Tuesday, 16 May 2023 09:30 AM

PARIS, FRANCE/ ACCESSWIRE / May 16, 2023 / Akkadian Partners SA ("Akkadian") has announced that Akkadian Partners Fund, a Luxemburg registered securitisation fund under its management, now holds over a 5% shareholding and voting rights in Erytech SA ("Erytech").

Akkadian has conducted a detailed analysis of the merits of the proposed strategic alliance between Erytech and Pherecydes Pharma ("Pherecydes") with particular focus on the strategic alignment of the expertise between the two companies, on their market competitiveness, their future prospects and the respective valuations chosen in this merger. Following this analysis, Akkadian has concluded that the merger between Pherecydes and Erytech does not serve the interests of Erytech's shareholders.

Akkadian is willing to work constructively with Erytech's management with a view to finalizing a strategy that will enable to Erytech's significant cash resources to be effectively deployed.

Akkadian believes that the chosen market value of Pherecydes is unjustified and overvalued compared to that of Erytech.
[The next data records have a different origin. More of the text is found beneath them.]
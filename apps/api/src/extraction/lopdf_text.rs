//! Secondary PDF reader: walks page content streams with `lopdf`.
//!
//! Less font-aware than `pdf-extract` but tolerant of files it refuses, and a
//! second technology for the chain to fall back on or benchmark against.

use async_trait::async_trait;
use lopdf::content::{Content, Operation};
use lopdf::{Document, Object};
use tracing::debug;

use super::pdf::PAGE_BREAK;
use super::{require_text, ExtractError, RawText, TextAdapter};
use crate::models::UploadedDocument;

pub const ADAPTER_ID: &str = "lopdf_text";

/// `TJ` adjustments are in thousandths of an em; anything wider than this is a
/// word gap rather than kerning.
const TJ_SPACE_THRESHOLD: f32 = 200.0;

pub struct LopdfTextAdapter;

#[async_trait]
impl TextAdapter for LopdfTextAdapter {
    async fn extract(&self, doc: &UploadedDocument) -> Result<RawText, ExtractError> {
        if doc.is_empty() {
            return Err(ExtractError::EmptyPayload);
        }

        let bytes = doc.content.clone();
        let text = tokio::task::spawn_blocking(move || extract_pages(&bytes))
            .await
            .map_err(|e| ExtractError::from_join(ADAPTER_ID, e))??;

        require_text(text, ADAPTER_ID)
    }
}

fn extract_pages(bytes: &[u8]) -> Result<String, ExtractError> {
    let document =
        Document::load_mem(bytes).map_err(|e| ExtractError::MalformedContainer(e.to_string()))?;

    let mut pages = Vec::new();
    for (page_no, page_id) in document.get_pages() {
        // One unreadable page should not cost the rest of the document.
        let data = match document.get_page_content(page_id) {
            Ok(data) => data,
            Err(e) => {
                debug!(adapter = ADAPTER_ID, page = page_no, error = %e, "page content unreadable");
                continue;
            }
        };
        match Content::decode(&data) {
            Ok(content) => pages.push(text_from_operations(&content.operations)),
            Err(e) => {
                debug!(adapter = ADAPTER_ID, page = page_no, error = %e, "content stream undecodable");
            }
        }
    }

    if pages.is_empty() {
        return Err(ExtractError::NoText);
    }
    Ok(pages.join(PAGE_BREAK))
}

/// Replays text-showing operators in drawing order.
fn text_from_operations(operations: &[Operation]) -> String {
    let mut out = String::new();
    let mut last_tm_y: Option<f32> = None;

    for op in operations {
        let operands = &op.operands;
        match op.operator.as_str() {
            "Tj" => {
                if let Some(s) = operands.first().and_then(pdf_string) {
                    out.push_str(&s);
                }
            }
            "TJ" => {
                if let Some(Object::Array(items)) = operands.first() {
                    for item in items {
                        match number(item) {
                            Some(adjust) if -adjust > TJ_SPACE_THRESHOLD => push_space(&mut out),
                            Some(_) => {}
                            None => {
                                if let Some(s) = pdf_string(item) {
                                    out.push_str(&s);
                                }
                            }
                        }
                    }
                }
            }
            "'" => {
                push_newline(&mut out);
                if let Some(s) = operands.first().and_then(pdf_string) {
                    out.push_str(&s);
                }
            }
            "\"" => {
                push_newline(&mut out);
                if let Some(s) = operands.get(2).and_then(pdf_string) {
                    out.push_str(&s);
                }
            }
            "Td" | "TD" => {
                let tx = operands.first().and_then(number).unwrap_or(0.0);
                let ty = operands.get(1).and_then(number).unwrap_or(0.0);
                if ty.abs() > f32::EPSILON {
                    push_newline(&mut out);
                } else if tx > 0.0 {
                    push_space(&mut out);
                }
            }
            "T*" => push_newline(&mut out),
            "Tm" => {
                let y = operands.get(5).and_then(number);
                if let (Some(prev), Some(y)) = (last_tm_y, y) {
                    if (prev - y).abs() > f32::EPSILON {
                        push_newline(&mut out);
                    } else {
                        push_space(&mut out);
                    }
                }
                last_tm_y = y.or(last_tm_y);
            }
            "ET" => push_space(&mut out),
            _ => {}
        }
    }
    out
}

fn push_newline(out: &mut String) {
    if !out.is_empty() {
        out.push('\n');
    }
}

fn push_space(out: &mut String) {
    if !out.is_empty() && !out.ends_with(char::is_whitespace) {
        out.push(' ');
    }
}

fn number(obj: &Object) -> Option<f32> {
    match obj {
        Object::Integer(i) => Some(*i as f32),
        Object::Real(f) => Some(*f),
        _ => None,
    }
}

fn pdf_string(obj: &Object) -> Option<String> {
    match obj {
        Object::String(bytes, _) => Some(decode_pdf_bytes(bytes)),
        _ => None,
    }
}

/// UTF-16BE when BOM-prefixed, otherwise WinAnsi (Latin-1 plus the 0x80..0x9F
/// punctuation block).
fn decode_pdf_bytes(bytes: &[u8]) -> String {
    if let Some(rest) = bytes.strip_prefix(&[0xFE, 0xFF]) {
        let units = rest
            .chunks_exact(2)
            .map(|pair| u16::from_be_bytes([pair[0], pair[1]]));
        return char::decode_utf16(units)
            .map(|r| r.unwrap_or(char::REPLACEMENT_CHARACTER))
            .collect();
    }
    bytes.iter().map(|&b| win_ansi_char(b)).collect()
}

fn win_ansi_char(b: u8) -> char {
    match b {
        0x80 => '€',
        0x85 => '…',
        0x91 => '‘',
        0x92 => '’',
        0x93 => '“',
        0x94 => '”',
        0x95 => '•',
        0x96 => '–',
        0x97 => '—',
        _ => b as char,
    }
}
use super::normalize::content_lines;
use super::vocab::is_role_word;

/// Only the first few lines are trusted to hold the candidate's name.
const NAME_LOOKAHEAD_LINES: usize = 3;

/// Title-page words that look like a `Word Word` name but never are.
const HEADING_WORDS: &[&str] = &[
    "curriculum",
    "vitae",
    "resume",
    "résumé",
    "cv",
    "profile",
    "summary",
    "contact",
    "personal",
    "details",
    "experience",
    "education",
];

#[derive(Debug, Clone, Default, PartialEq, Eq)]
pub struct PersonName {
    pub first: String,
    pub last: String,
}

/// Finds the candidate's name in the first `NAME_LOOKAHEAD_LINES` non-empty lines.
///
/// Returns `None` rather than guessing (e.g. from the email local part); the
/// scorer reflects the missing name instead.
pub fn extract_name(text: &str) -> Option<PersonName> {
    content_lines(text)
        .take(NAME_LOOKAHEAD_LINES)
        .find_map(parse_name_line)
}

fn parse_name_line(line: &str) -> Option<PersonName> {
    let tokens: Vec<&str> = line.split_whitespace().collect();
    if !(2..=4).contains(&tokens.len()) {
        return None;
    }
    if !tokens.iter().all(|t| is_name_token(t)) {
        return None;
    }
    if tokens
        .iter()
        .any(|t| HEADING_WORDS.contains(&t.to_lowercase().as_str()))
    {
        return None;
    }
    // "Senior Policy Advisor" has the same shape as a name.
    if tokens.iter().any(|t| is_role_word(t)) {
        return None;
    }

    Some(PersonName {
        first: tokens[0].to_string(),
        last: tokens[1..].join(" "),
    })
}

/// Alphabetic, longer than one character, capitalized; inner `-` and `'` allowed
/// for names like "Smith-Jones" or "O'Neil".
fn is_name_token(token: &str) -> bool {
    let chars: Vec<char> = token.chars().collect();
    if chars.len() < 2 || !chars[0].is_uppercase() {
        return false;
    }
    let last = chars.len() - 1;
    chars.iter().enumerate().all(|(i, &c)| {
        c.is_alphabetic() || (matches!(c, '-' | '\'' | '\u{2019}') && i != 0 && i != last)
    })
}
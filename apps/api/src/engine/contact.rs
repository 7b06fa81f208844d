//! Email and phone extraction.

use once_cell::sync::Lazy;
use regex::Regex;

/// Résumé headers are the highest-precision place for a phone number.
const HEADER_WINDOW_CHARS: usize = 500;
const MIN_PHONE_DIGITS: usize = 7;
const MAX_PHONE_DIGITS: usize = 15;

static EMAIL_RE: Lazy<Regex> = Lazy::new(|| {
    Regex::new(r"(?i)[a-z0-9._%+\-]+@[a-z0-9.\-]+\.[a-z]{2,}").expect("email pattern")
});

/// Ordered locale-shaped patterns. Separators are restricted to ` `, `.` and `-`
/// so a match never runs across a line break into a following date.
static PHONE_PATTERNS: Lazy<Vec<Regex>> = Lazy::new(|| {
    [
        // +44 20 7946 0958, +1-202-555-0143, +44 (0)20 7946 0958
        r"\+\d{1,3}[ .\-]?(?:\(0\)[ .\-]?)?\(?\d{1,5}\)?(?:[ .\-]?\d{2,5}){1,4}",
        // (020) 7946 0958
        r"\(0\d{1,4}\)[ .\-]?\d{3,4}[ .\-]?\d{3,4}",
        // (202) 555-0143, 202-555-0143
        r"\(\d{3}\)[ .\-]?\d{3}[ .\-]\d{4}",
        r"\b\d{3}[.\-]\d{3}[.\-]\d{4}\b",
        // 07700 900123, 020 7946 0958
        r"\b0\d{2,4}[ .\-]?\d{3,4}[ .\-]?\d{3,4}\b",
        // bare digit runs
        r"\b\d{10,15}\b",
    ]
    .iter()
    .map(|p| Regex::new(p).expect("phone pattern"))
    .collect()
});

/// First `local@domain.tld` shaped token anywhere in the text.
pub fn extract_email(text: &str) -> Option<String> {
    EMAIL_RE
        .find(text)
        .map(|m| m.as_str().trim_end_matches('.').to_string())
}

/// Stricter check used by the scorer: a token can match the loose pattern and
/// still be junk (`a..b@x.com`, `.x@y.org`).
pub fn is_valid_email(email: &str) -> bool {
    let Some((local, domain)) = email.split_once('@') else {
        return false;
    };
    if local.is_empty() || local.starts_with('.') || local.ends_with('.') || local.contains("..")
    {
        return false;
    }
    let labels: Vec<&str> = domain.split('.').collect();
    if labels.len() < 2 {
        return false;
    }
    let tld_ok = labels
        .last()
        .map(|tld| tld.len() >= 2 && tld.chars().all(|c| c.is_ascii_alphabetic()))
        .unwrap_or(false);
    tld_ok
        && labels
            .iter()
            .all(|l| !l.is_empty() && !l.starts_with('-') && !l.ends_with('-'))
}

/// Header window first, then the whole document. Among the matches of a pass the
/// one with the most digits wins; earlier patterns and positions win ties.
pub fn extract_phone(text: &str) -> Option<String> {
    let header = header_window(text);
    best_phone(header).or_else(|| {
        if header.len() < text.len() {
            best_phone(text)
        } else {
            None
        }
    })
}

/// First `HEADER_WINDOW_CHARS` characters, extended to the end of that line so a
/// number straddling the cut is never truncated.
fn header_window(text: &str) -> &str {
    let Some((idx, _)) = text.char_indices().nth(HEADER_WINDOW_CHARS) else {
        return text;
    };
    match text[idx..].find('\n') {
        Some(offset) => &text[..idx + offset],
        None => text,
    }
}

fn best_phone(haystack: &str) -> Option<String> {
    let mut best: Option<(usize, &str)> = None;
    for pattern in PHONE_PATTERNS.iter() {
        for m in pattern.find_iter(haystack) {
            let candidate = m.as_str().trim();
            let digits = digit_count(candidate);
            if !(MIN_PHONE_DIGITS..=MAX_PHONE_DIGITS).contains(&digits) {
                continue;
            }
            if best.map(|(d, _)| digits > d).unwrap_or(true) {
                best = Some((digits, candidate));
            }
        }
    }
    best.map(|(_, phone)| phone.to_string())
}

fn digit_count(s: &str) -> usize {
    s.chars().filter(|c| c.is_ascii_digit()).count()
}
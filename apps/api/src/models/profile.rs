use serde::{Deserialize, Serialize};

/// Fixed skill vocabulary. Adding a category is a compile-time change: the
/// keyword pattern in `engine::skills` must be extended alongside.
#[derive(Debug, Clone, Copy, PartialEq, Eq, Hash, PartialOrd, Ord, Serialize, Deserialize)]
#[serde(rename_all = "snake_case")]
pub enum Skill {
    Communications,
    Campaigns,
    Policy,
    PublicAffairs,
}

impl Skill {
    pub const ALL: [Skill; 4] = [
        Skill::Communications,
        Skill::Campaigns,
        Skill::Policy,
        Skill::PublicAffairs,
    ];
}

/// One independent boolean per `Skill` variant.
#[derive(Debug, Clone, Default, PartialEq, Eq, Serialize, Deserialize)]
#[serde(rename_all = "camelCase")]
pub struct SkillFlags {
    pub communications: bool,
    pub campaigns: bool,
    pub policy: bool,
    pub public_affairs: bool,
}

impl SkillFlags {
    pub fn set(&mut self, skill: Skill) {
        *self.slot(skill) = true;
    }

    pub fn contains(&self, skill: Skill) -> bool {
        match skill {
            Skill::Communications => self.communications,
            Skill::Campaigns => self.campaigns,
            Skill::Policy => self.policy,
            Skill::PublicAffairs => self.public_affairs,
        }
    }

    pub fn iter(&self) -> impl Iterator<Item = Skill> + '_ {
        Skill::ALL.into_iter().filter(|s| self.contains(*s))
    }

    fn slot(&mut self, skill: Skill) -> &mut bool {
        match skill {
            Skill::Communications => &mut self.communications,
            Skill::Campaigns => &mut self.campaigns,
            Skill::Policy => &mut self.policy,
            Skill::PublicAffairs => &mut self.public_affairs,
        }
    }
}

#[derive(Debug, Clone, PartialEq, Eq, Serialize, Deserialize)]
#[serde(rename_all = "camelCase")]
pub struct ExperienceEntry {
    pub title: String,
    pub employer: String,
    pub start: String,
    /// A four-digit year, or "Present" for an ongoing role.
    pub end: String,
}

impl ExperienceEntry {
    pub fn is_current(&self) -> bool {
        self.end == "Present"
    }
}

/// Structured result of one adapter's text. Never edited after construction.
#[derive(Debug, Clone, Default, PartialEq, Serialize, Deserialize)]
#[serde(rename_all = "camelCase")]
pub struct CandidateProfile {
    pub first_name: Option<String>,
    pub last_name: Option<String>,
    pub email: Option<String>,
    pub phone: Option<String>,
    pub current_title: Option<String>,
    pub current_employer: Option<String>,
    pub skills: SkillFlags,
    pub experience: Vec<ExperienceEntry>,
    pub notes: Option<String>,
    /// 0.0 – 1.0
    pub confidence: f64,
}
Pherecydes is on the verge of going into bankruptcy and had to undertake a €1.5 million capital increase, fully subscribed by its shareholders, in February 2023 before its General Assembly meeting scheduled in June 2023

This chosen market valuation appears solely dictated by the concern to protect Pherecydes shareholders, in particular Auriga IV Bioseeds: (i) Elaia Partners, acting on behalf of Auriga IV Bioseeds, which holds approximately 23% of the share capital of Pherecydes; (ii) Auriga Ventures III which holds approximately 3,70 % of the share capital of Erytech, (iii) the representative and joint manager of these two "Auriga" shareholdings is Mr. Franck Lescure, which constitutes a clear conflict of interest. Elaia Partners, acting on behalf of Auriga IV Bioseeds, subscribed to half of the €1.5 million capital increase of Pherecydes, i.e. well over the percentage of its shareholding in Pherecydes.

Finally, Akkadian notes that the allocation of managerial roles is entirely skewed in favour of Pherecydes, which will fill the roles of Chairman (Mr. Didier Hoch) and CEO (Mr. Thibaut du Fayet), whereas the current CEO of Erytech (Mr. Gil Beyen) would simply act as Chairman and CEO of its US entity. Specifically, he will manage seven people in the future whereas he currently manages 50 people and managed 181 people on 31 December 2021. The reasons for this are inexplicable but which might be dictated by personal and family/marital interests.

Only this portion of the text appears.